**What this task involves**
Extract the lines that carry the string "SolverOptions" from the listing.

**Data extract**
☆ ☆ ☆ ☆ ☆

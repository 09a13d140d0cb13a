//! Interactive curve editing context.
//!
//! `CurveSession` owns everything an editor keeps between frames: the
//! committed points, one tangent mode per knot, the spline state (moments
//! and tangent pairs) and the current selection. Structural edits keep all
//! per-knot arrays the same length as the point list.
//!
//! Spline mode follows the edits:
//! - editing a handle switches to Hermite (the handles now drive the curve)
//! - adding or removing knots, replacing the points, or `reset_tangents`
//!   switches back to Natural, which re-derives every tangent on the next
//!   solve
//! - moving a knot keeps the current mode

use crate::domain::{
    FitMethod, HandleSide, ParamKind, Point, SolverOptions, SplineMode, Tangent, TangentMode,
    coords,
};
use crate::error::FitError;
use crate::eval::{PARAM_STEP, sample_spline};
use crate::fit::{ParametricFit, fit_parametric};
use crate::param::parametrize;
use crate::spline::{
    SolveReport, SplineCurve, SplineState, TangentPair, edit_handle, solve_moments,
    tangent_from_handle,
};

#[derive(Debug, Clone, PartialEq)]
pub struct CurveSession {
    points: Vec<Point>,
    modes: Vec<TangentMode>,
    state: SplineState,
    param: ParamKind,
    spline_mode: SplineMode,
    solver: SolverOptions,
    step: f64,
    selected: Option<usize>,
}

impl Default for CurveSession {
    fn default() -> Self {
        Self::new(ParamKind::default(), SolverOptions::default())
    }
}

impl CurveSession {
    pub fn new(param: ParamKind, solver: SolverOptions) -> Self {
        Self {
            points: Vec::new(),
            modes: Vec::new(),
            state: SplineState::new(),
            param,
            spline_mode: SplineMode::Natural,
            solver,
            step: PARAM_STEP,
            selected: None,
        }
    }

    /// Parameter step used when sampling the spline.
    pub fn with_step(mut self, step: f64) -> Self {
        self.step = step;
        self
    }

    pub fn points(&self) -> &[Point] {
        &self.points
    }

    pub fn len(&self) -> usize {
        self.points.len()
    }

    pub fn is_empty(&self) -> bool {
        self.points.is_empty()
    }

    pub fn param(&self) -> ParamKind {
        self.param
    }

    pub fn set_param(&mut self, param: ParamKind) {
        self.param = param;
    }

    /// Switch to the next parametrization scheme and return it.
    pub fn cycle_param(&mut self) -> ParamKind {
        self.param = self.param.next();
        self.param
    }

    pub fn spline_mode(&self) -> SplineMode {
        self.spline_mode
    }

    pub fn state(&self) -> &SplineState {
        &self.state
    }

    pub fn tangent_modes(&self) -> &[TangentMode] {
        &self.modes
    }

    pub fn selected(&self) -> Option<usize> {
        self.selected
    }

    /// Append a committed point.
    pub fn push_point(&mut self, p: Point) {
        self.points.push(p);
        self.modes.push(TangentMode::default());
        self.state.push_knot();
        self.spline_mode = SplineMode::Natural;
    }

    /// Remove the last point, if any.
    pub fn pop_point(&mut self) -> Option<Point> {
        let p = self.points.pop()?;
        self.modes.pop();
        self.state.pop_knot();
        self.spline_mode = SplineMode::Natural;
        if self.selected == Some(self.points.len()) {
            self.selected = None;
        }
        Some(p)
    }

    pub fn remove_point(&mut self, index: usize) -> Result<Point, FitError> {
        self.check_index(index)?;
        self.state.remove_knot(index)?;
        self.modes.remove(index);
        self.spline_mode = SplineMode::Natural;
        self.selected = match self.selected {
            Some(s) if s == index => None,
            Some(s) if s > index => Some(s - 1),
            other => other,
        };
        Ok(self.points.remove(index))
    }

    /// Drop every point and all per-knot state.
    pub fn clear(&mut self) {
        self.points.clear();
        self.modes.clear();
        self.state.clear();
        self.spline_mode = SplineMode::Natural;
        self.selected = None;
    }

    /// Replace the whole sequence (import).
    pub fn replace_points(&mut self, points: Vec<Point>) {
        self.clear();
        self.modes = vec![TangentMode::default(); points.len()];
        self.state = SplineState::with_len(points.len());
        self.points = points;
    }

    /// Move knot `index` to `p`; its tangents travel with it.
    pub fn move_point(&mut self, index: usize, p: Point) -> Result<(), FitError> {
        self.check_index(index)?;
        self.points[index] = p;
        Ok(())
    }

    pub fn select(&mut self, index: usize) -> Result<(), FitError> {
        self.check_index(index)?;
        self.selected = Some(index);
        Ok(())
    }

    pub fn deselect(&mut self) {
        self.selected = None;
    }

    pub fn set_tangent_mode(&mut self, index: usize, mode: TangentMode) -> Result<(), FitError> {
        self.check_index(index)?;
        self.modes[index] = mode;
        Ok(())
    }

    /// Drag one handle of knot `index` to `handle` and switch to Hermite.
    ///
    /// In Natural mode the tangents are refreshed first, so the untouched
    /// handles keep the shape currently on screen.
    pub fn drag_handle(
        &mut self,
        index: usize,
        side: HandleSide,
        handle: Point,
    ) -> Result<TangentPair, FitError> {
        self.check_index(index)?;
        let d = tangent_from_handle(&self.points[index], &handle, side);
        self.set_tangent(index, side, d)
    }

    /// Set one derivative of knot `index` and switch to Hermite.
    pub fn set_tangent(
        &mut self,
        index: usize,
        side: HandleSide,
        d: Tangent,
    ) -> Result<TangentPair, FitError> {
        self.check_index(index)?;
        if !d.iter().all(|v| v.is_finite()) {
            return Err(FitError::invalid("tangent", "components must be finite"));
        }
        if self.spline_mode == SplineMode::Natural {
            self.solve()?;
        }
        let mode = self.modes[index];
        let pair = self.state.tangent_mut(index)?;
        edit_handle(pair, side, d, mode);
        let updated = *pair;
        self.spline_mode = SplineMode::Hermite;
        Ok(updated)
    }

    /// Install a full set of tangent pairs and switch to Hermite.
    pub fn load_tangents(&mut self, pairs: &[TangentPair]) -> Result<(), FitError> {
        if pairs.len() != self.points.len() {
            return Err(FitError::ShapeMismatch {
                expected: self.points.len(),
                actual: pairs.len(),
            });
        }
        self.state.resize(pairs.len());
        for (i, pair) in pairs.iter().enumerate() {
            *self.state.tangent_mut(i)? = *pair;
        }
        self.spline_mode = SplineMode::Hermite;
        Ok(())
    }

    /// Drop edited handles and go back to the natural spline.
    pub fn reset_tangents(&mut self) -> Result<SolveReport, FitError> {
        self.spline_mode = SplineMode::Natural;
        self.solve()
    }

    /// Parameter vector of the committed points.
    pub fn parameters(&self) -> Result<Vec<f64>, FitError> {
        parametrize(self.param, &self.points)
    }

    /// Run the moment solve (Natural mode only; Hermite has nothing to solve).
    pub fn solve(&mut self) -> Result<SolveReport, FitError> {
        if self.spline_mode == SplineMode::Hermite {
            return Ok(SolveReport {
                knots: self.points.len(),
                ..SolveReport::default()
            });
        }
        let t = self.parameters()?;
        solve_moments(&self.points, &t, &mut self.state, &self.solver)
    }

    /// Solve if needed and compile the committed curve.
    pub fn curve(&mut self) -> Result<SplineCurve, FitError> {
        self.solve_curve().map(|(_, curve)| curve)
    }

    /// Like [`CurveSession::curve`], also returning the report of the one
    /// solve it ran.
    pub fn solve_curve(&mut self) -> Result<(SolveReport, SplineCurve), FitError> {
        let report = self.solve()?;
        let t = self.parameters()?;
        let curve = SplineCurve::build(self.spline_mode, &self.points, &t, &self.state)?;
        Ok((report, curve))
    }

    /// Fit `x(t), y(t)` through the committed points with a linear method.
    pub fn fit(&self, method: &FitMethod) -> Result<ParametricFit, FitError> {
        fit_parametric(method, self.param, &self.points)
    }

    /// Dense polyline of the spline, optionally extended to an uncommitted
    /// `live` point (the cursor while placing the next knot).
    ///
    /// A live point equal to the last committed point is skipped, since it
    /// would make a zero-length step. With fewer than two knots the knots
    /// themselves are returned.
    pub fn preview(&mut self, live: Option<Point>) -> Result<Vec<Point>, FitError> {
        let live = match live {
            Some(p) if self.points.last() == Some(&p) => {
                log::debug!("live point coincides with the last knot; skipped");
                None
            }
            other => other,
        };
        let Some(live) = live else {
            if self.points.len() < 2 {
                return Ok(self.points.clone());
            }
            let curve = self.curve()?;
            return Ok(sample_spline(&curve, self.step)?.collect());
        };

        let mut points = self.points.clone();
        points.push(live);
        if points.len() < 2 {
            return Ok(points);
        }
        let t = parametrize(self.param, &points)?;

        match self.spline_mode {
            SplineMode::Natural => {
                // Solve in place so the committed knots keep a warm start.
                let n = self.points.len();
                let result = solve_moments(&points, &t, &mut self.state, &self.solver).and_then(
                    |_| SplineCurve::build(SplineMode::Natural, &points, &t, &self.state),
                );
                self.state.resize(n);
                let curve = result?;
                Ok(sample_spline(&curve, self.step)?.collect())
            }
            SplineMode::Hermite => {
                let mut state = self.state.clone();
                let n = points.len();
                let secant = (coords(&points[n - 1]) - coords(&points[n - 2])) / (t[n - 1] - t[n - 2]);
                state.push_knot();
                *state.tangent_mut(n - 1)? = TangentPair::both(secant);
                let curve = SplineCurve::build(SplineMode::Hermite, &points, &t, &state)?;
                Ok(sample_spline(&curve, self.step)?.collect())
            }
        }
    }

    fn check_index(&self, index: usize) -> Result<(), FitError> {
        if index < self.points.len() {
            Ok(())
        } else {
            Err(FitError::IndexOutOfRange {
                index,
                len: self.points.len(),
            })
        }
    }
}

#[cfg(test)]
mod tests {
    use super::*;
    use crate::domain::point;
    use crate::spline::handle_position;

    fn session_with(points: &[(f64, f64)]) -> CurveSession {
        let mut s = CurveSession::default();
        for &(x, y) in points {
            s.push_point(point(x, y));
        }
        s
    }

    #[test]
    fn arrays_stay_in_lockstep() {
        let mut s = session_with(&[(0.0, 0.0), (1.0, 1.0), (2.0, 0.0), (3.0, 1.0)]);
        assert_eq!(s.state().len(), 4);
        assert_eq!(s.tangent_modes().len(), 4);

        s.remove_point(1).unwrap();
        assert_eq!(s.points(), &[point(0.0, 0.0), point(2.0, 0.0), point(3.0, 1.0)]);
        assert_eq!(s.state().len(), 3);

        s.pop_point();
        assert_eq!(s.state().len(), 2);
        assert_eq!(s.tangent_modes().len(), 2);

        s.clear();
        assert!(s.is_empty());
        assert!(s.state().is_empty());
    }

    #[test]
    fn selection_follows_removals() {
        let mut s = session_with(&[(0.0, 0.0), (1.0, 1.0), (2.0, 0.0)]);
        s.select(2).unwrap();
        s.remove_point(0).unwrap();
        assert_eq!(s.selected(), Some(1));
        s.remove_point(1).unwrap();
        assert_eq!(s.selected(), None);
        assert!(matches!(s.select(5), Err(FitError::IndexOutOfRange { index: 5, len: 1 })));
    }

    #[test]
    fn preview_skips_coincident_live_point() {
        let mut s = session_with(&[(0.0, 0.0), (1.0, 1.0)]);
        let without = s.preview(None).unwrap();
        let with_dup = s.preview(Some(point(1.0, 1.0))).unwrap();
        assert_eq!(without, with_dup);
    }

    #[test]
    fn preview_extends_to_live_point_without_committing() {
        let mut s = session_with(&[(0.0, 0.0), (1.0, 1.0), (2.0, 0.0)]);
        let line = s.preview(Some(point(3.0, 2.0))).unwrap();
        assert!((*line.last().unwrap() - point(3.0, 2.0)).norm() < 1e-5);
        assert_eq!(s.len(), 3);
        assert_eq!(s.state().len(), 3);
    }

    #[test]
    fn preview_with_few_points_returns_knots() {
        let mut s = CurveSession::default();
        assert!(s.preview(None).unwrap().is_empty());
        assert_eq!(s.preview(Some(point(1.0, 2.0))).unwrap(), vec![point(1.0, 2.0)]);
    }

    #[test]
    fn dragging_a_smooth_handle_mirrors_it() {
        let mut s = session_with(&[(0.0, 0.0), (1.0, 1.0), (2.0, 0.0)]);
        let knot = s.points()[1];
        let target = point(1.5, 1.5);
        let pair = s.drag_handle(1, HandleSide::Outgoing, target).unwrap();
        assert_eq!(s.spline_mode(), SplineMode::Hermite);
        assert_eq!(pair.incoming, pair.outgoing);
        let opposite = handle_position(&knot, &pair.incoming, HandleSide::Incoming);
        assert!((opposite - point(0.5, 0.5)).norm() < 1e-5);
    }

    #[test]
    fn corner_handles_are_independent() {
        let mut s = session_with(&[(0.0, 0.0), (1.0, 1.0), (2.0, 0.0)]);
        s.solve().unwrap();
        let before = s.state().tangents()[1];
        s.set_tangent_mode(1, TangentMode::Corner).unwrap();
        let pair = s
            .set_tangent(1, HandleSide::Incoming, Tangent::new(0.0, 4.0))
            .unwrap();
        assert_eq!(pair.incoming, Tangent::new(0.0, 4.0));
        assert!((pair.outgoing - before.outgoing).norm() < 1e-9);
    }

    #[test]
    fn edited_curve_passes_through_knots_and_resets() {
        let mut s = session_with(&[(0.0, 0.0), (1.0, 1.0), (2.0, 0.0), (3.0, 1.0)]);
        let natural = s.preview(None).unwrap();
        s.set_tangent(2, HandleSide::Outgoing, Tangent::new(5.0, 5.0)).unwrap();
        let edited = s.preview(None).unwrap();
        assert_ne!(natural, edited);
        s.reset_tangents().unwrap();
        assert_eq!(s.spline_mode(), SplineMode::Natural);
        let again = s.preview(None).unwrap();
        assert_eq!(again.len(), natural.len());
        for (a, b) in again.iter().zip(&natural) {
            assert!((a - b).norm() < 1e-5);
        }
    }

    #[test]
    fn load_tangents_checks_length() {
        let mut s = session_with(&[(0.0, 0.0), (1.0, 1.0)]);
        assert!(matches!(
            s.load_tangents(&[TangentPair::default()]),
            Err(FitError::ShapeMismatch { .. })
        ));
        let d = TangentPair::both(Tangent::new(1.0, 1.0));
        s.load_tangents(&[d, d]).unwrap();
        assert_eq!(s.spline_mode(), SplineMode::Hermite);
    }

    #[test]
    fn cycling_param_wraps() {
        let mut s = CurveSession::default();
        assert_eq!(s.cycle_param(), ParamKind::Centripetal);
        s.set_param(ParamKind::Foley);
        assert_eq!(s.cycle_param(), ParamKind::Chord);
    }

    #[test]
    fn replace_points_resets_state() {
        let mut s = session_with(&[(0.0, 0.0), (1.0, 1.0)]);
        s.set_tangent(0, HandleSide::Outgoing, Tangent::new(1.0, 0.0)).unwrap();
        s.replace_points(vec![point(5.0, 5.0), point(6.0, 5.0), point(7.0, 6.0)]);
        assert_eq!(s.spline_mode(), SplineMode::Natural);
        assert_eq!(s.state().len(), 3);
        assert_eq!(s.tangent_modes().len(), 3);
    }
}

☆ ☆ ☆ ☆ ☆

**Problem solution**
    FitMethod, HandleSide, ParamKind, Point, SolverOptions, SplineMode, Tangent, TangentMode,
    solver: SolverOptions,
        Self::new(ParamKind::default(), SolverOptions::default())
    pub fn new(param: ParamKind, solver: SolverOptions) -> Self {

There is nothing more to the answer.